Esta inflação pelos custos conduzindo à estagflação é muito mais difícil de combater pelos bancos centrais do que a inflação pelo lado da procura, em que face a um excesso de procura sobre a oferta, o banco central sobe as taxas de juro para reduzir a procura agregada e assim controlar a inflação.
Neste caso, a subida das taxas de juro não consegue debelar a causa da inflação, o aumento dos custos de produção, mas sinaliza uma atitude não acomodatícia por parte dos bancos centrais no que toca às expectativas de inflação geradas nos agentes económicos.
Em todo o caso, este choque vai levar os bancos centrais a terminarem com um ciclo de descida das taxas de juro, associada a uma estabilização da inflação em valores à volta de 2%, como estava a acontecer nos EUA e na zona euro. Teremos então, previsivelmente, subidas das taxas de juro das dívidas públicas e nos mercados financeiros, tornando o financiamento à actividade económica mais caro.

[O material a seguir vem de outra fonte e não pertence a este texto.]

use std::sync::Arc;
use std::time::Duration;

use tokio::sync::{mpsc, watch};
use tokio_util::sync::CancellationToken;
use watch_logging::{watch_debug, watch_info, watch_warn};
use watcher_core::WatchSnapshot;

use crate::telegram::{ReplyKeyboard, TelegramBot, TelegramError};

/// Requests the scheduler applies to its own state.
#[derive(Debug, Clone, Copy, PartialEq, Eq)]
pub enum ControlCommand {
    ClearErrorCache,
}

/// Commands recognised in chat.
#[derive(Debug, Clone, Copy, PartialEq, Eq)]
pub enum ChatCommand {
    Start,
    ClearErrorCache,
}

impl ChatCommand {
    /// Parse `/start`, `/start@my_bot`, `/clear_error_cache extra words`, ...
    pub fn parse(text: &str) -> Option<Self> {
        let word = text.split_whitespace().next()?;
        let name = word.strip_prefix('/')?;
        let name = name.split('@').next().unwrap_or(name);
        match name {
            "start" => Some(ChatCommand::Start),
            "clear_error_cache" => Some(ChatCommand::ClearErrorCache),
            _ => None,
        }
    }
}

#[derive(Debug, Clone)]
pub struct ListenerSettings {
    /// Long-poll window passed to `getUpdates`.
    pub poll_timeout: Duration,
    /// Pause after a failed poll.
    pub retry_delay: Duration,
}

impl Default for ListenerSettings {
    fn default() -> Self {
        Self {
            poll_timeout: Duration::from_secs(30),
            retry_delay: Duration::from_secs(5),
        }
    }
}

/// Answers chat commands. Never touches scheduler state directly: cache
/// changes go through the command channel, status comes from the snapshot.
pub struct CommandListener {
    bot: Arc<TelegramBot>,
    commands: mpsc::UnboundedSender<ControlCommand>,
    snapshot: watch::Receiver<WatchSnapshot>,
    settings: ListenerSettings,
    offset: Option<i64>,
}

impl CommandListener {
    pub fn new(
        bot: Arc<TelegramBot>,
        commands: mpsc::UnboundedSender<ControlCommand>,
        snapshot: watch::Receiver<WatchSnapshot>,
        settings: ListenerSettings,
    ) -> Self {
        Self {
            bot,
            commands,
            snapshot,
            settings,
            offset: None,
        }
    }

    pub async fn run(mut self, cancel: CancellationToken) {
        watch_info!("Listening for chat commands");
        loop {
            let polled = tokio::select! {
                _ = cancel.cancelled() => break,
                polled = self.poll_once() => polled,
            };
            if let Err(err) = polled {
                watch_warn!("Polling chat commands failed: {}", err);
                tokio::select! {
                    _ = cancel.cancelled() => break,
                    _ = tokio::time::sleep(self.settings.retry_delay) => {}
                }
            }
        }
        watch_info!("Command listener stopped");
    }

    /// Fetch one batch of updates and answer the commands in it.
    /// Returns how many commands were handled.
    pub async fn poll_once(&mut self) -> Result<usize, TelegramError> {
        let updates = self
            .bot
            .get_updates(self.offset, self.settings.poll_timeout.as_secs())
            .await?;

        let mut handled = 0;
        for update in updates {
            self.offset = Some(update.update_id + 1);
            let Some(message) = update.message else {
                continue;
            };
            let chat_id = message.chat.id.to_string();
            let Some(command) = message.text.as_deref().and_then(ChatCommand::parse) else {
                continue;
            };
            if chat_id != self.bot.chat_id() {
                watch_debug!("Ignoring {:?} from chat {}", command, chat_id);
                continue;
            }
            self.handle(&chat_id, command).await?;
            handled += 1;
        }
        Ok(handled)
    }

    async fn handle(&self, chat_id: &str, command: ChatCommand) -> Result<(), TelegramError> {
        let reply = match command {
            ChatCommand::Start => {
                watch_info!("Answering /start");
                let snapshot = self.snapshot.borrow().clone();
                awake_message(&snapshot)
            }
            ChatCommand::ClearErrorCache => {
                if self.commands.send(ControlCommand::ClearErrorCache).is_err() {
                    watch_warn!("Scheduler is gone; error cache not cleared");
                    "Watcher is not running".to_string()
                } else {
                    watch_info!("Requested error cache clear");
                    "Error cache cleared".to_string()
                }
            }
        };
        let keyboard = ReplyKeyboard::single_row(["/start", "/clear_error_cache"]);
        self.bot.send_message(chat_id, &reply, Some(&keyboard)).await
    }
}

fn awake_message(snapshot: &WatchSnapshot) -> String {
    let mut text = format!(
        "I'm awake. Cycles run: {}, checking updates since {}.",
        snapshot.cycles, snapshot.cursor
    );
    if let Some(report) = &snapshot.last_report {
        text.push_str("\nLast report: ");
        text.push_str(report);
    }
    if let Some(error) = &snapshot.last_error {
        text.push_str("\nLast error: ");
        text.push_str(error);
    }
    text
}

Obviamente que os governos vão tentar mitigar os impactos da subida dos preços da energia no sector dos transportes e no cabaz de compras dos consumidores.
O Governo português já o está a fazer nos combustíveis, tendo começado, naturalmente, pela diminuição do ISP no gasóleo, medida que passou agora também a abranger a gasolina, indo depois ao gás de botija. Mais. Certamente que não deixará de ajudar as classes mais desfavorecidas no cabaz alimentar.
Em toda esta problemática sempre considerei que não se deviam ter medidas horizontais, atingindo todos os segmentos da população de igual forma, mas sim medidas selectivas e muito bem direccionadas aos segmentos da actividade económica e da população mais vulneráveis a este choque.